- **What you should do**
Pick each line that has "JsonRpcError" out of the records.

[Dataset entries]
-------------------------

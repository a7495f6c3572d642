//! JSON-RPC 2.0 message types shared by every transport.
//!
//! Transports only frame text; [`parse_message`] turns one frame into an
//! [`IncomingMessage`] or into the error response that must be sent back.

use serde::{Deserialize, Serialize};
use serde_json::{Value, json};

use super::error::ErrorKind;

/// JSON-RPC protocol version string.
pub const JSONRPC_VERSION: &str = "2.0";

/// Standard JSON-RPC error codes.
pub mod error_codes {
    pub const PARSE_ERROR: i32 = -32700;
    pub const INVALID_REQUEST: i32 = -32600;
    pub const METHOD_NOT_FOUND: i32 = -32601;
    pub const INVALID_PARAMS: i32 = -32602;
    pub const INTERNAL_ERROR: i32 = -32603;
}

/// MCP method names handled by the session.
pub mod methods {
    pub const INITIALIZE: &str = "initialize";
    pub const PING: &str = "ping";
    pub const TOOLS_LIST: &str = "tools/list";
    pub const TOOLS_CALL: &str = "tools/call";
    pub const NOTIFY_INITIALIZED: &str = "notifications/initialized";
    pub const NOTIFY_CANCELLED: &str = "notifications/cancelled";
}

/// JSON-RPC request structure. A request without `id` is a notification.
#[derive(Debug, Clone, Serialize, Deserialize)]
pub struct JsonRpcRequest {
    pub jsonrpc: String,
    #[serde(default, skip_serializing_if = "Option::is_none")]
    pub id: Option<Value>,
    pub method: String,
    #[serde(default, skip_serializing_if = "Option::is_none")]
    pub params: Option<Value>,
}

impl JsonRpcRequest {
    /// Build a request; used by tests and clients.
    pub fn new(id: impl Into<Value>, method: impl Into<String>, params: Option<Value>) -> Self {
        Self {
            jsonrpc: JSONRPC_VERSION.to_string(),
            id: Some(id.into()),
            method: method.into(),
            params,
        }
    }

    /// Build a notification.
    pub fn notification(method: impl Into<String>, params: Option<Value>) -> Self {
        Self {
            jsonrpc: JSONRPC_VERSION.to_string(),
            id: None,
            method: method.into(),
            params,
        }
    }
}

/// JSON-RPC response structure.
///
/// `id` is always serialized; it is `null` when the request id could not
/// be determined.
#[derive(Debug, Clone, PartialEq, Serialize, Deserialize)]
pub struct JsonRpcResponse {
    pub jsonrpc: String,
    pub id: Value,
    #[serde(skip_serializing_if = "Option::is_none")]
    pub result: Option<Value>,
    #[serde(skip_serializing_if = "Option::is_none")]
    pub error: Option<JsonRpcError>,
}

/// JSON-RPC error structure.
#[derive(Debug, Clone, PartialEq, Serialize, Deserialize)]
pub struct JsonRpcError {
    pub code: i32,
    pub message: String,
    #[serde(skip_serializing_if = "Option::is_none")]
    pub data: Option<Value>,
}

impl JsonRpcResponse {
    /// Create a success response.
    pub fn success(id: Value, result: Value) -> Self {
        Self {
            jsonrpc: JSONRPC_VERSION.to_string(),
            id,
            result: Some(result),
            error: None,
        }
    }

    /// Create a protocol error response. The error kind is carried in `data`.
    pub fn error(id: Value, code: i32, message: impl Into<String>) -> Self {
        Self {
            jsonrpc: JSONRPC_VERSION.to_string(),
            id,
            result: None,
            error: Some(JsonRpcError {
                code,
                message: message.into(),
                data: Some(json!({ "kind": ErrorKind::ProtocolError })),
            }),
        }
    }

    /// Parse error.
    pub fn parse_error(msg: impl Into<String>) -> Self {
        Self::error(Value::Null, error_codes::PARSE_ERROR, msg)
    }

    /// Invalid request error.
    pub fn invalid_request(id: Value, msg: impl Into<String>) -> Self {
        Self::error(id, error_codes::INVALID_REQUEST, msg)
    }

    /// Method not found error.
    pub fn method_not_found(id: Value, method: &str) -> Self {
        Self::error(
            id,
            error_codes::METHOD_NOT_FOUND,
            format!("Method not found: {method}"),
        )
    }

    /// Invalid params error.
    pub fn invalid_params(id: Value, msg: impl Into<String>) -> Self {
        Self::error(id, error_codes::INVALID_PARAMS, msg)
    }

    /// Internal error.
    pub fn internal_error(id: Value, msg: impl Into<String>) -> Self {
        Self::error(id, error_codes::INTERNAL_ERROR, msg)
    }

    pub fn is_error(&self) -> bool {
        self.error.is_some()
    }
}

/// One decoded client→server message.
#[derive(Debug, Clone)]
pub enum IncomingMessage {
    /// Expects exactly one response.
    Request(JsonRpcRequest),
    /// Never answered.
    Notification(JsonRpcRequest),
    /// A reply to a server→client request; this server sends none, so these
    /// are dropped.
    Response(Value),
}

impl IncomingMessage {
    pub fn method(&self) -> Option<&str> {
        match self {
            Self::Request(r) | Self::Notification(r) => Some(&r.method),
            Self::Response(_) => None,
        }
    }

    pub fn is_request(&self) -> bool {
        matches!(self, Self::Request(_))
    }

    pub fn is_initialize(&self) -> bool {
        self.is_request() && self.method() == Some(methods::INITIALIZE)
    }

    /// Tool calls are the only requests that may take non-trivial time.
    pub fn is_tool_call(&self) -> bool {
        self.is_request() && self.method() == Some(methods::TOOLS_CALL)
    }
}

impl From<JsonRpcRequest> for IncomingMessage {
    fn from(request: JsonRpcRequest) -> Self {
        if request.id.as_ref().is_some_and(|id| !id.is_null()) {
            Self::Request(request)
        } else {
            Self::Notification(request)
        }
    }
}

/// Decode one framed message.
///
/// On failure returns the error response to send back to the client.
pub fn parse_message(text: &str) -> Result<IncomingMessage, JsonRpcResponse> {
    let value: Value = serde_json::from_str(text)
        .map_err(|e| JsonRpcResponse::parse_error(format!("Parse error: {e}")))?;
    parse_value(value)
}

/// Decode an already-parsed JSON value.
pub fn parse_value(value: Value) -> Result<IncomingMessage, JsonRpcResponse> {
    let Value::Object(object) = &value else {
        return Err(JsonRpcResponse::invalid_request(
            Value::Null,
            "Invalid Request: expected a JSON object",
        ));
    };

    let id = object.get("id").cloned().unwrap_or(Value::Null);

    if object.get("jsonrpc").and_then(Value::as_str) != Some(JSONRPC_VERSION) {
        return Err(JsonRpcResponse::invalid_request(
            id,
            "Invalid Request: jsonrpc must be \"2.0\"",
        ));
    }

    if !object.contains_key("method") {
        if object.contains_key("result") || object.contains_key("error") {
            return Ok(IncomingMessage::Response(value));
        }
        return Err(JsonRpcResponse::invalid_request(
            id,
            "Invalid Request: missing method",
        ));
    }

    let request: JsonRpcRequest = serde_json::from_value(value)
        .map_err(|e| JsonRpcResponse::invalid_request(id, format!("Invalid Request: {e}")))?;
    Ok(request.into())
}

-------------------------

- **Solution to this problem**
    pub error: Option<JsonRpcError>,
pub struct JsonRpcError {
            error: Some(JsonRpcError {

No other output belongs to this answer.